Source information Block Start
use std::time::{Duration, Instant};

/// Trailing-edge debounce: only the last value submitted within the window survives.
#[derive(Debug)]
pub struct Debouncer<T> {
    window: Duration,
    pending: Option<(Instant, T)>,
}

impl<T> Debouncer<T> {
    pub fn new(window: Duration) -> Self {
        Self {
            window,
            pending: None,
        }
    }

    /// Replace any pending value and restart the window.
    pub fn submit(&mut self, value: T, now: Instant) {
        self.pending = Some((now + self.window, value));
    }

    pub fn deadline(&self) -> Option<Instant> {
        self.pending.as_ref().map(|(due, _)| *due)
    }

    pub fn is_pending(&self) -> bool {
        self.pending.is_some()
    }

    pub fn cancel(&mut self) {
        self.pending = None;
    }

    /// Take the pending value once its window has elapsed.
    pub fn poll(&mut self, now: Instant) -> Option<T> {
        match &self.pending {
            Some((due, _)) if *due <= now => self.pending.take().map(|(_, v)| v),
            _ => None,
        }
    }
}

/// A cancellable one-shot; scheduling again replaces the previous deadline.
#[derive(Clone, Debug)]
pub struct DelayedTask {
    delay: Duration,
    due: Option<Instant>,
}

impl DelayedTask {
    pub fn new(delay: Duration) -> Self {
        Self { delay, due: None }
    }

    pub fn schedule(&mut self, now: Instant) {
        self.due = Some(now + self.delay);
    }

    pub fn cancel(&mut self) {
        self.due = None;
    }

    pub fn is_scheduled(&self) -> bool {
        self.due.is_some()
    }

    pub fn deadline(&self) -> Option<Instant> {
        self.due
    }

    /// `true` exactly once, when the deadline has passed.
    pub fn poll(&mut self, now: Instant) -> bool {
        match self.due {
            Some(due) if due <= now => {
                self.due = None;
                true
            }
            _ => false,
        }
    }
}

pub fn earliest(deadlines: impl IntoIterator<Item = Option<Instant>>) -> Option<Instant> {
    deadlines.into_iter().flatten().min()
}

#[cfg(test)]
mod tests {
    use super::*;

    #[test]
    fn debounce_keeps_only_the_last_value() {
        let t0 = Instant::now();
        let mut d = Debouncer::new(Duration::from_millis(500));
        d.submit(1, t0);
        d.submit(2, t0 + Duration::from_millis(300));
        assert_eq!(d.poll(t0 + Duration::from_millis(600)), None);
        assert_eq!(d.poll(t0 + Duration::from_millis(800)), Some(2));
        assert_eq!(d.poll(t0 + Duration::from_secs(5)), None);
    }

    #[test]
    fn delayed_task_fires_once_and_can_be_cancelled() {
        let t0 = Instant::now();
        let mut task = DelayedTask::new(Duration::from_secs(1));
        task.schedule(t0);
        assert!(!task.poll(t0 + Duration::from_millis(999)));
        assert!(task.poll(t0 + Duration::from_secs(1)));
        assert!(!task.poll(t0 + Duration::from_secs(2)));

        task.schedule(t0);
        task.cancel();
        assert!(!task.poll(t0 + Duration::from_secs(2)));
    }

    #[test]
    fn rescheduling_replaces_the_deadline() {
        let t0 = Instant::now();
        let mut task = DelayedTask::new(Duration::from_secs(1));
        task.schedule(t0);
        task.schedule(t0 + Duration::from_secs(3));
        assert!(!task.poll(t0 + Duration::from_secs(2)));
        assert_eq!(task.deadline(), Some(t0 + Duration::from_secs(4)));
    }

    #[test]
    fn earliest_ignores_missing_deadlines() {
        let t0 = Instant::now();
        let t1 = t0 + Duration::from_secs(1);
        assert_eq!(earliest([None, Some(t1), Some(t0)]), Some(t0));
        assert_eq!(earliest([None, None]), None);
    }
}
Source information Block End
» What you should do: Reproduce all the data exactly. Include every line.

» Problem solution:
use std::time::{Duration, Instant};

/// Trailing-edge debounce: only the last value submitted within the window survives.
#[derive(Debug)]
pub struct Debouncer<T> {
    window: Duration,
    pending: Option<(Instant, T)>,
}

impl<T> Debouncer<T> {
    pub fn new(window: Duration) -> Self {
        Self {
            window,
            pending: None,
        }
    }

    /// Replace any pending value and restart the window.
    pub fn submit(&mut self, value: T, now: Instant) {
        self.pending = Some((now + self.window, value));
    }

    pub fn deadline(&self) -> Option<Instant> {
        self.pending.as_ref().map(|(due, _)| *due)
    }

    pub fn is_pending(&self) -> bool {
        self.pending.is_some()
    }

    pub fn cancel(&mut self) {
        self.pending = None;
    }

    /// Take the pending value once its window has elapsed.
    pub fn poll(&mut self, now: Instant) -> Option<T> {
        match &self.pending {
            Some((due, _)) if *due <= now => self.pending.take().map(|(_, v)| v),
            _ => None,
        }
    }
}

/// A cancellable one-shot; scheduling again replaces the previous deadline.
#[derive(Clone, Debug)]
pub struct DelayedTask {
    delay: Duration,
    due: Option<Instant>,
}

impl DelayedTask {
    pub fn new(delay: Duration) -> Self {
        Self { delay, due: None }
    }

    pub fn schedule(&mut self, now: Instant) {
        self.due = Some(now + self.delay);
    }

    pub fn cancel(&mut self) {
        self.due = None;
    }

    pub fn is_scheduled(&self) -> bool {
        self.due.is_some()
    }

    pub fn deadline(&self) -> Option<Instant> {
        self.due
    }

    /// `true` exactly once, when the deadline has passed.
    pub fn poll(&mut self, now: Instant) -> bool {
        match self.due {
            Some(due) if due <= now => {
                self.due = None;
                true
            }
            _ => false,
        }
    }
}

pub fn earliest(deadlines: impl IntoIterator<Item = Option<Instant>>) -> Option<Instant> {
    deadlines.into_iter().flatten().min()
}

#[cfg(test)]
mod tests {
    use super::*;

    #[test]
    fn debounce_keeps_only_the_last_value() {
        let t0 = Instant::now();
        let mut d = Debouncer::new(Duration::from_millis(500));
        d.submit(1, t0);
        d.submit(2, t0 + Duration::from_millis(300));
        assert_eq!(d.poll(t0 + Duration::from_millis(600)), None);
        assert_eq!(d.poll(t0 + Duration::from_millis(800)), Some(2));
        assert_eq!(d.poll(t0 + Duration::from_secs(5)), None);
    }

    #[test]
    fn delayed_task_fires_once_and_can_be_cancelled() {
        let t0 = Instant::now();
        let mut task = DelayedTask::new(Duration::from_secs(1));
        task.schedule(t0);
        assert!(!task.poll(t0 + Duration::from_millis(999)));
        assert!(task.poll(t0 + Duration::from_secs(1)));
        assert!(!task.poll(t0 + Duration::from_secs(2)));

        task.schedule(t0);
        task.cancel();
        assert!(!task.poll(t0 + Duration::from_secs(2)));
    }

    #[test]
    fn rescheduling_replaces_the_deadline() {
        let t0 = Instant::now();
        let mut task = DelayedTask::new(Duration::from_secs(1));
        task.schedule(t0);
        task.schedule(t0 + Duration::from_secs(3));
        assert!(!task.poll(t0 + Duration::from_secs(2)));
        assert_eq!(task.deadline(), Some(t0 + Duration::from_secs(4)));
    }

    #[test]
    fn earliest_ignores_missing_deadlines() {
        let t0 = Instant::now();
        let t1 = t0 + Duration::from_secs(1);
        assert_eq!(earliest([None, Some(t1), Some(t0)]), Some(t0));
        assert_eq!(earliest([None, None]), None);
    }
}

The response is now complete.